Papa Adel berdiri dan berjalan kearah kami, beliau menjabat tangan kami satu-persatu  untuk mengucapkan terima kasihnya kepada kami. “Saya sebagai perwakilan keluarga mengucapkan terima kasih karena kalian mau membantu keluraga kami terutama menemani dan mmenjaga Adel selama ini. Sekali lagi saya ucapkan terima kasih”

“sama-sama pak, lagipula sudah kewajiban kami untuk membantu Adel menghadapi masalahnya. Lagipula kami   hanya membantu menyemangati Adel dan Reno sebagai sesama penerus negeri dalam menghadapi masalahnya” ucapku dan diikuti anggukan dari Rey dan Dinda.

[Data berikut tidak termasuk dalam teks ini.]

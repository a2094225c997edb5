use std::sync::atomic::{AtomicU8, Ordering};
use std::sync::Arc;

use crossbeam_utils::Backoff;
use parking_lot::{Condvar, Mutex, MutexGuard};

use crate::collections::{Element, LockFreeQueue};
use crate::concurrent::cancel::{CancelToken, Cancelled};
use crate::concurrent::deadline::{park, Deadline, Timeout};

// Pending-send states.
const PENDING: u8 = 0;
const SENT: u8 = 1;
const CANCELLED: u8 = 2;

// Parked-receiver states. A sender claims a receiver by CAS before writing
// its slot, so a value can never be handed to a waiter that already gave up.
const WAITING: u8 = 0;
const CLAIMED: u8 = 1;
const DELIVERED: u8 = 2;
const RETIRED: u8 = 3;

/// Message queue with the same external contract as
/// [`MessageQueue`](crate::concurrent::MessageQueue), but whose pending-send
/// and parked-receiver collections are [`LockFreeQueue`]s.
///
/// The `park` mutex and its condvar exist solely to put receiver threads to
/// sleep and wake them; they never guard the queue contents. Emptiness checks
/// are advisory lock-free peeks repeated in a loop until the deadline.
#[derive(Debug)]
pub struct LockFreeMessageQueue<T: Element> {
  shared: Arc<NbShared<T>>,
}

#[derive(Debug)]
struct NbShared<T: Element> {
  pending: LockFreeQueue<Arc<NbPendingSend<T>>>,
  receivers: LockFreeQueue<Arc<NbReceiver<T>>>,
  park: Mutex<()>,
  wake: Arc<Condvar>,
}

#[derive(Debug)]
struct NbPendingSend<T> {
  state: AtomicU8,
  message: Mutex<Option<T>>,
  park: Mutex<()>,
  delivered: Arc<Condvar>,
}

impl<T: Element> NbPendingSend<T> {
  fn new(message: T) -> Self {
    Self {
      state: AtomicU8::new(PENDING),
      message: Mutex::new(Some(message)),
      park: Mutex::new(()),
      delivered: Arc::new(Condvar::new()),
    }
  }

  fn is_sent(&self) -> bool {
    self.state.load(Ordering::Acquire) == SENT
  }

  fn notify_delivered(&self) {
    let _park = self.park.lock();
    self.delivered.notify_all();
  }
}

#[derive(Debug)]
struct NbReceiver<T> {
  state: AtomicU8,
  message: Mutex<Option<T>>,
}

impl<T: Element> NbReceiver<T> {
  fn new() -> Self {
    Self {
      state: AtomicU8::new(WAITING),
      message: Mutex::new(None),
    }
  }

  fn retire(&self) -> bool {
    self
      .state
      .compare_exchange(WAITING, RETIRED, Ordering::AcqRel, Ordering::Acquire)
      .is_ok()
  }
}

impl<T: Element> LockFreeMessageQueue<T> {
  pub fn new() -> Self {
    Self {
      shared: Arc::new(NbShared {
        pending: LockFreeQueue::new(),
        receivers: LockFreeQueue::new(),
        park: Mutex::new(()),
        wake: Arc::new(Condvar::new()),
      }),
    }
  }

  pub fn send(&self, message: T) -> LockFreeSendTicket<T> {
    // Direct handoff to the oldest live parked receiver.
    let mut message = message;
    while let Some(receiver) = self.shared.receivers.get() {
      match self.try_deliver(&receiver, message) {
        Ok(()) => return LockFreeSendTicket::Delivered,
        Err(returned) => message = returned,
      }
    }

    let entry = Arc::new(NbPendingSend::new(message));
    self.shared.pending.put(entry.clone());

    // A receiver may have parked between the peek above and the enqueue;
    // marry parked receivers to the oldest pending sends until our entry is
    // taken or no receiver is left.
    self.pair_parked_receivers(&entry);

    LockFreeSendTicket::Pending(LockFreePendingTicket { entry })
  }

  /// Receives the oldest pending value, parking up to `timeout` when none is
  /// available. `Ok(None)` is a timeout; a delivery that landed before a
  /// cancellation was observed is still returned.
  pub fn receive(&self, timeout: Timeout, token: &CancelToken) -> Result<Option<T>, Cancelled> {
    if let Some(message) = self.take_pending() {
      return Ok(Some(message));
    }
    if timeout.is_no_wait() {
      return Ok(None);
    }

    let deadline = Deadline::start(timeout);
    let slot = Arc::new(NbReceiver::new());
    self.shared.receivers.put(slot.clone());

    let mut parked = self.shared.park.lock();
    let _watch = token.watch(&self.shared.wake);
    let backoff = Backoff::new();
    loop {
      match slot.state.load(Ordering::Acquire) {
        DELIVERED => return Ok(slot.message.lock().take()),
        CLAIMED => {
          // A sender is writing our slot; the value is imminent.
          MutexGuard::unlocked(&mut parked, || backoff.snooze());
        }
        _ => {
          if self.shared.pending.is_not_empty() {
            // Retire our slot first so a concurrent direct handoff cannot
            // hand us a second value while we take a pending one.
            if slot.retire() {
              if let Some(message) = self.take_pending() {
                return Ok(Some(message));
              }
              // Raced with another taker. A sender may have discarded the
              // retired slot already, so re-arm and enqueue it again.
              slot.state.store(WAITING, Ordering::Release);
              self.shared.receivers.put(slot.clone());
            }
            continue;
          }
          if token.is_cancelled() {
            if slot.retire() {
              return Err(Cancelled);
            }
            continue;
          }
          if deadline.is_expired() {
            if slot.retire() {
              return Ok(None);
            }
            continue;
          }
          park(&deadline, &self.shared.wake, &mut parked);
        }
      }
    }
  }

  fn try_deliver(&self, receiver: &Arc<NbReceiver<T>>, message: T) -> Result<(), T> {
    if receiver
      .state
      .compare_exchange(WAITING, CLAIMED, Ordering::AcqRel, Ordering::Acquire)
      .is_err()
    {
      // Retired or already served through a duplicate registration.
      return Err(message);
    }
    *receiver.message.lock() = Some(message);
    receiver.state.store(DELIVERED, Ordering::Release);
    let _park = self.shared.park.lock();
    self.shared.wake.notify_all();
    Ok(())
  }

  fn pair_parked_receivers(&self, entry: &Arc<NbPendingSend<T>>) {
    while entry.state.load(Ordering::Acquire) == PENDING {
      let receiver = match self.shared.receivers.get() {
        Some(receiver) => receiver,
        None => break,
      };
      if receiver
        .state
        .compare_exchange(WAITING, CLAIMED, Ordering::AcqRel, Ordering::Acquire)
        .is_err()
      {
        continue;
      }
      match self.take_pending() {
        Some(message) => {
          *receiver.message.lock() = Some(message);
          receiver.state.store(DELIVERED, Ordering::Release);
          let _park = self.shared.park.lock();
          self.shared.wake.notify_all();
        }
        None => {
          // Someone drained the pending queue first; release the receiver.
          receiver.state.store(WAITING, Ordering::Release);
          self.shared.receivers.put(receiver);
          break;
        }
      }
    }
  }

  /// Pops pending entries until one is successfully claimed. Cancelled
  /// entries surface here as tombstones and are discarded.
  fn take_pending(&self) -> Option<T> {
    while let Some(entry) = self.shared.pending.get() {
      if entry
        .state
        .compare_exchange(PENDING, SENT, Ordering::AcqRel, Ordering::Acquire)
        .is_ok()
      {
        let message = entry.message.lock().take();
        entry.notify_delivered();
        if message.is_some() {
          return message;
        }
      } else {
        tracing::trace!("discarding cancelled pending send");
      }
    }
    None
  }
}

impl<T: Element> Default for LockFreeMessageQueue<T> {
  fn default() -> Self {
    Self::new()
  }
}

impl<T: Element> Clone for LockFreeMessageQueue<T> {
  fn clone(&self) -> Self {
    Self {
      shared: self.shared.clone(),
    }
  }
}

/// Handle returned by [`LockFreeMessageQueue::send`].
#[derive(Debug)]
pub enum LockFreeSendTicket<T: Element> {
  /// The value was handed directly to a parked receiver.
  Delivered,
  /// The value sits in the pending queue until a receiver claims it.
  Pending(LockFreePendingTicket<T>),
}

impl<T: Element> LockFreeSendTicket<T> {
  /// Non-blocking delivery poll; a plain atomic flag read.
  pub fn is_sent(&self) -> bool {
    match self {
      LockFreeSendTicket::Delivered => true,
      LockFreeSendTicket::Pending(ticket) => ticket.entry.is_sent(),
    }
  }

  /// Withdraws the value if no receiver has claimed it yet. The entry stays
  /// in the pending queue as a tombstone and is discarded when popped.
  pub fn try_cancel(&self) -> bool {
    match self {
      LockFreeSendTicket::Delivered => false,
      LockFreeSendTicket::Pending(ticket) => {
        match ticket
          .entry
          .state
          .compare_exchange(PENDING, CANCELLED, Ordering::AcqRel, Ordering::Acquire)
        {
          Ok(_) => true,
          Err(current) => current == CANCELLED,
        }
      }
    }
  }

  /// Blocks the sender until the value is delivered, the deadline passes
  /// (`Ok(false)`) or the token fires.
  pub fn await_delivery(&self, timeout: Timeout, token: &CancelToken) -> Result<bool, Cancelled> {
    match self {
      LockFreeSendTicket::Delivered => Ok(true),
      LockFreeSendTicket::Pending(ticket) => ticket.await_delivery(timeout, token),
    }
  }
}

#[derive(Debug)]
pub struct LockFreePendingTicket<T: Element> {
  entry: Arc<NbPendingSend<T>>,
}

impl<T: Element> LockFreePendingTicket<T> {
  fn await_delivery(&self, timeout: Timeout, token: &CancelToken) -> Result<bool, Cancelled> {
    if self.entry.is_sent() {
      return Ok(true);
    }
    if timeout.is_no_wait() || self.entry.state.load(Ordering::Acquire) == CANCELLED {
      return Ok(false);
    }
    let deadline = Deadline::start(timeout);
    let mut parked = self.entry.park.lock();
    let _watch = token.watch(&self.entry.delivered);
    loop {
      if self.entry.is_sent() {
        return Ok(true);
      }
      if token.is_cancelled() {
        return Err(Cancelled);
      }
      if deadline.is_expired() {
        return Ok(false);
      }
      park(&deadline, &self.entry.delivered, &mut parked);
    }
  }
}

impl<T: Element> Clone for LockFreeSendTicket<T> {
  fn clone(&self) -> Self {
    match self {
      LockFreeSendTicket::Delivered => LockFreeSendTicket::Delivered,
      LockFreeSendTicket::Pending(ticket) => LockFreeSendTicket::Pending(LockFreePendingTicket {
        entry: ticket.entry.clone(),
      }),
    }
  }
}

static_assertions::assert_impl_all!(LockFreeMessageQueue<String>: Send, Sync);
static_assertions::assert_impl_all!(LockFreeSendTicket<String>: Send, Sync);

“saya bangga dengan kalian karena jarang sekaali jaman sekarang ada pemuda yang mau membantu pemuda lan dalam menghadapi masaalah pribadi mereka. ya baiklah sekali lagi saya ucapkan terima kasih”

*****
2 Minggu berlalu, semakin hari keluarga Adel semakin membaik begitu juga Reno yang mulai menjalani proses rehabilitasi. Kini Adel dan Reno dapat tersenyum gembira karena keluarga mereka telah bersatu. Kami ikut bahagia mendengarnya dan hari ini kami berencana mampir kerumah Adel.

“hy kak ayo masuk mama udah buatin kue yang lezat untuk kalian” ucap Adel menyambut kami dengan tersenyum tanpa ada kesedihan lagi yang terukir diwajahnya.

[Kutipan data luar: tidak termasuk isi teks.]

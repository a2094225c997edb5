use std::collections::HashMap;
use std::sync::Arc;

use parking_lot::{Condvar, Mutex};

use crate::collections::Element;
use crate::concurrent::cancel::{CancelToken, Cancelled};
use crate::concurrent::deadline::{park, Deadline, Timeout};

/// Pairs exactly two values submitted under the same key and hands each
/// submitter the other's value.
///
/// At most one unmatched slot exists per key at any time: the first arrival
/// registers it and parks, the second completes the match without waiting,
/// and later arrivals start a fresh cycle. All slot bookkeeping happens under
/// one exclusive lock per exchanger.
#[derive(Debug)]
pub struct KeyedExchanger<T: Element> {
  slots: Mutex<HashMap<u64, Arc<ExchangeSlot<T>>>>,
}

#[derive(Debug)]
struct ExchangeSlot<T> {
  wake: Arc<Condvar>,
  cell: Mutex<SlotCell<T>>,
}

#[derive(Debug)]
struct SlotCell<T> {
  my_data: Option<T>,
  other_data: Option<T>,
  matched: bool,
}

impl<T: Element> KeyedExchanger<T> {
  pub fn new() -> Self {
    Self {
      slots: Mutex::new(HashMap::new()),
    }
  }

  /// Offers `value` under `key` and waits for a partner, up to `timeout`.
  ///
  /// Returns `Ok(Some(other))` when matched, `Ok(None)` on timeout. A
  /// cancellation observed after the partner already landed still returns
  /// the matched value.
  pub fn exchange(&self, key: u64, value: T, timeout: Timeout, token: &CancelToken) -> Result<Option<T>, Cancelled> {
    let mut slots = self.slots.lock();

    // Fast path: a partner is already waiting under this key.
    if let Some(slot) = slots.remove(&key) {
      let mut cell = slot.cell.lock();
      let first = cell.my_data.take();
      cell.other_data = Some(value);
      cell.matched = true;
      drop(cell);
      slot.wake.notify_one();
      return Ok(first);
    }

    if timeout.is_no_wait() {
      return Ok(None);
    }

    let deadline = Deadline::start(timeout);
    let slot = Arc::new(ExchangeSlot {
      wake: Arc::new(Condvar::new()),
      cell: Mutex::new(SlotCell {
        my_data: Some(value),
        other_data: None,
        matched: false,
      }),
    });
    slots.insert(key, slot.clone());

    let _watch = token.watch(&slot.wake);
    loop {
      {
        let mut cell = slot.cell.lock();
        if cell.matched {
          return Ok(cell.other_data.take());
        }
      }
      if token.is_cancelled() {
        slots.remove(&key);
        return Err(Cancelled);
      }
      if deadline.is_expired() {
        slots.remove(&key);
        return Ok(None);
      }
      park(&deadline, &slot.wake, &mut slots);
    }
  }
}

impl<T: Element> Default for KeyedExchanger<T> {
  fn default() -> Self {
    Self::new()
  }
}

static_assertions::assert_impl_all!(KeyedExchanger<u64>: Send, Sync);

“iya ayo silahkan dimakan Gio Dinda Rey, maaf kalau kuenya tidak enak karena sudah lama tante nggak masak kue ini” ucap mama Adel menawarkan kue buatannya pada kami.

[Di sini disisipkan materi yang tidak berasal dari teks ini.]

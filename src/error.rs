use thiserror::Error;

/// Errors raised while configuring the loader or talking to a stub target
#[derive(Debug, Error)]
pub enum LoaderError {
    #[error("Configuration error: {0}")]
    Config(#[from] Box<figment::Error>),

    #[error("Invalid configuration: {0}")]
    Validation(#[from] validator::ValidationErrors),

    #[error("Failed to bind embedded mock server: {0}")]
    Bind(#[source] std::io::Error),

    #[error("HTTP error: {0}")]
    Http(#[from] reqwest::Error),

    #[error("Admin API returned HTTP {status}: {body}")]
    AdminStatus { status: u16, body: String },

    #[error("Invalid regex '{pattern}': {source}")]
    InvalidRegex {
        pattern: String,
        #[source]
        source: regex::Error,
    },

    #[error("Invalid JSON: {0}")]
    InvalidJson(#[from] serde_json::Error),

    #[error("Invalid JSON path '{0}'")]
    InvalidJsonPath(String),

    #[error("Invalid XPath '{0}'")]
    InvalidXPath(String),

    #[error("Invalid XML: {0}")]
    InvalidXml(String),

    #[error("Template error: {0}")]
    Template(String),

    #[error("Stub target has been stopped")]
    TargetStopped,
}

impl From<figment::Error> for LoaderError {
    fn from(err: figment::Error) -> Self {
        LoaderError::Config(Box::new(err))
    }
}

pub type Result<T, E = LoaderError> = std::result::Result<T, E>;
//! # Stub targets
//!
//! A target is the mock server stubs are registered against: either an
//! in-process `wiremock` server owned by the loader, or a remote server
//! driven through its admin API.

mod embedded;
mod journal;
mod remote;

use async_trait::async_trait;

use crate::error::Result;
use crate::stub::{DelayDistribution, StubRule};

pub use embedded::{EmbeddedOptions, EmbeddedTarget};
pub use journal::{JournalEntry, RequestJournal};
pub use remote::RemoteTarget;

#[cfg_attr(test, mockall::automock)]
#[async_trait]
pub trait StubTarget: Send + Sync {
    /// Store one rule on the server
    async fn register(&self, rule: &StubRule) -> Result<()>;

    /// Drop every registered rule, back to the server's baseline mappings
    async fn reset(&self) -> Result<()>;

    /// Delay every response by a value drawn from `delay`
    async fn set_global_random_delay(&self, delay: DelayDistribution) -> Result<()>;

    /// `scheme://host:port/`
    fn base_url(&self) -> String;

    /// Release the server if this target owns it; safe to call repeatedly
    async fn stop(&self) -> Result<()>;
}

“terima kasih tante nggak usah repot-repot kami kesini Cuma ingin bersilahturahmi. Ohya om kemana ya tante? ” ucap Dinda pada mama Adel.

“oh papa sedang kerja tapi papa sudah janji bakal pulang sore gk kayak dulu lagi pulang malam ya kan ma?” jawab Adel dan dibalas anggukan dari mamanya.

“hey kalian sudah datang?” ujar suara seorang pemuda dari belakang kami, ternyata itu Reno. Ia terlihat berbeda dari pertama kali kami bertemu meski wajahnya sedikit pucat tapi kini sebuah senyuman terukir jelas diwajahnya. “terimakasih ya, maaf dulu aku menilai kalian buruk!”

“tak apa-apa, semua orang pasti akan melakukan hal yang sama sepertimu jika ada orang luar yang ikut campur dalam masalahmu” ucapku merendah.

“ya tapi sekarang kalian bukan orang luar. Sekarang kalian adalah bagian dari keluarga ini juga, ya kan ma?” ujar Reno mminta persetujuan mamanya.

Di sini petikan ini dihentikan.